The fact is, preachers don’t have access to all the answers. They don’t have an exclusive hotline to God. Which is why long ago, when God apparently wasn’t in the habit of speaking much, when God decided to speak, he chose to speak to a young boy who had no idea what was going on. Not the priest. Not the preacher. Never discount the fact that you are just as able – and sometimes more able – to be the recipient of God’s message in your life; calling you to do something extraordinary. Never discount that.
On the contrary, expect God to speak to you! Expect it! As hard as that often can be. It’s tough knowing when the voice you’re hearing is coming from God, isn’t it? It’s hard knowing for sure if that “nudge” you feel inside is God nudging you, or something else. We have something in common with Samuel, my friends; we’re just not accustomed to God’s voice. We don’t really have any experience with it. The word of the Lord is rare in these days, visions are not widespread.
You and live in a culture where anything outside the norm can be rationalized away. We’ve accepted the fact, even become comfortable with the notion, that God doesn’t break into our ordinary world anymore. We don’t have waters part right in front of us. We’ve never seen thousands of people fed with a few pieces of bread and fish. And we’ve certainly never witnessed a dead man walking out of his tomb one Sunday morning. We live in a world where the knee-jerk reaction to anything outside the ordinary, anything miraculous or wonderful, sounds an awful lot like Eli: You’re dreaming. You’re hearing voices in your head. Don’t pay any attention to them. Go back to bed. Go back to sleep. You’re just dreaming.
And it’s only when we realize who is speaking to us that we are able to reorient ourselves to respond with that wonderful act of faith: Speak, Lord, for your servant is listening!

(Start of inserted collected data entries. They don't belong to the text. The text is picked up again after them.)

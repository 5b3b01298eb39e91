//! Operation domain: the sub-range of samples a comparison looks at.
//!
//! The domain is stored as a rule rather than a fixed range, so it can be
//! re-resolved against the (per-call) minimum input length.

use std::fmt;
use std::ops::Range;
use std::sync::Arc;

use crate::error::{ComparatorError, Result};

type WindowFn = dyn Fn(usize) -> Range<usize> + Send + Sync;

/// Window rule, resolved against a sequence length by [`OperationDomain::resolve`].
#[derive(Clone, Default)]
pub enum OperationDomain {
    /// The whole sequence.
    #[default]
    Full,
    /// Absolute `[start, stop)`; `stop = None` runs to the end. Both bounds clamp to the length.
    Absolute { start: usize, stop: Option<usize> },
    /// Fractions of the length, each in `[0, 1]`.
    Fraction { start: f64, stop: f64 },
    /// Arbitrary window as a function of length.
    Custom(Arc<WindowFn>),
}

impl OperationDomain {
    #[must_use]
    pub const fn absolute(start: usize, stop: usize) -> Self {
        Self::Absolute {
            start,
            stop: Some(stop),
        }
    }

    #[must_use]
    pub const fn from_start(start: usize) -> Self {
        Self::Absolute { start, stop: None }
    }

    /// Fractional window. Both fractions must lie in `[0, 1]` with `start <= stop`.
    pub fn fraction(start: f64, stop: f64) -> Result<Self> {
        let in_unit = |f: f64| (0.0..=1.0).contains(&f);
        if !in_unit(start) || !in_unit(stop) {
            return Err(ComparatorError::InvalidDomain(format!(
                "fractions must lie in [0, 1], got ({start}, {stop})"
            )));
        }
        if start > stop {
            return Err(ComparatorError::InvalidDomain(format!(
                "fraction start {start} exceeds stop {stop}"
            )));
        }
        Ok(Self::Fraction { start, stop })
    }

    pub fn custom<F>(window: F) -> Self
    where
        F: Fn(usize) -> Range<usize> + Send + Sync + 'static,
    {
        Self::Custom(Arc::new(window))
    }

    /// Concrete `[start, stop)` for a sequence of `len` samples.
    ///
    /// The returned range always lies within `0..len`. An empty range is not
    /// an error here; the transformer rejects empty windows.
    #[must_use]
    pub fn resolve(&self, len: usize) -> Range<usize> {
        let (start, stop) = match self {
            Self::Full => (0, len),
            Self::Absolute { start, stop } => (*start, stop.unwrap_or(len)),
            Self::Fraction { start, stop } => (
                (start * len as f64).floor() as usize,
                (stop * len as f64).floor() as usize,
            ),
            Self::Custom(window) => {
                let r = window(len);
                (r.start, r.end)
            }
        };
        let stop = stop.min(len);
        let start = start.min(stop);
        start..stop
    }
}

impl fmt::Debug for OperationDomain {
    fn fmt(&self, f: &mut fmt::Formatter<'_>) -> fmt::Result {
        match self {
            Self::Full => write!(f, "Full"),
            Self::Absolute { start, stop } => f
                .debug_struct("Absolute")
                .field("start", start)
                .field("stop", stop)
                .finish(),
            Self::Fraction { start, stop } => f
                .debug_struct("Fraction")
                .field("start", start)
                .field("stop", stop)
                .finish(),
            Self::Custom(_) => write!(f, "Custom(..)"),
        }
    }
}

impl From<(usize, usize)> for OperationDomain {
    fn from((start, stop): (usize, usize)) -> Self {
        Self::absolute(start, stop)
    }
}

impl From<Range<usize>> for OperationDomain {
    fn from(r: Range<usize>) -> Self {
        Self::absolute(r.start, r.end)
    }
}
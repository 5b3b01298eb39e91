//! Plan runner for comparator-core.
//!
//! This crate provides:
//! - JSON comparison plans: signals, labels, built-in operators and products
//! - A runner that executes a plan in one or more domains
//! - A JSONL run log and JSON/plain-text reports

#![forbid(unsafe_code)]

pub mod error;
pub mod plan;
pub mod run_log;
pub mod runner;
pub mod trace_init;

pub use error::HarnessError;
pub use plan::{ComparisonPlan, DomainKind, SignalInput, WindowInput};
pub use run_log::{RunLog, RunLogEntry};
pub use runner::{PlanRunner, RunReport};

This past week at our Bob Chilton Bible study, we were talking about this passage, talking about Samuel and Eli, talking about a God who speaks and how we struggle to listen. One of our members, a recent transplant of the United Church of Christ, shared a quote by the late Gracie Allen, wife of comedian George Burns, that had become that denomination’s motto:
Never place a period where God has put a comma.
God is still speaking.
She explained that the church had little comma buttons and little comma lapel pins; and that the comma was part of their logo on their website and on t-shirts and coffee mugs. A simple comma.
God hasn’t stopped speaking! What do you think this world would look like if we actually lived like our God still speaks to us; if we made a concentrated effort to keep listening? What would it look like, in this age of absent visions and misheard words? What do you think God is saying to us right now about our culture that is driven by fear? If we really listened, what do you think we’d hear God say about the billions here in our town and around the world who can’t remember the last time they had a decent meal? What does God have to say to us about those people who suffer from some form of domestic violence in our country every nine seconds? Or those who die of treatable diseases, like AIDS, every eleven seconds? What wonderful, challenging things would God say to us, if we really listened?
Not a period, Samuel. Not a period, people of God. A comma. God is still speaking. We should keep listening. Thanks be to God. AMEN.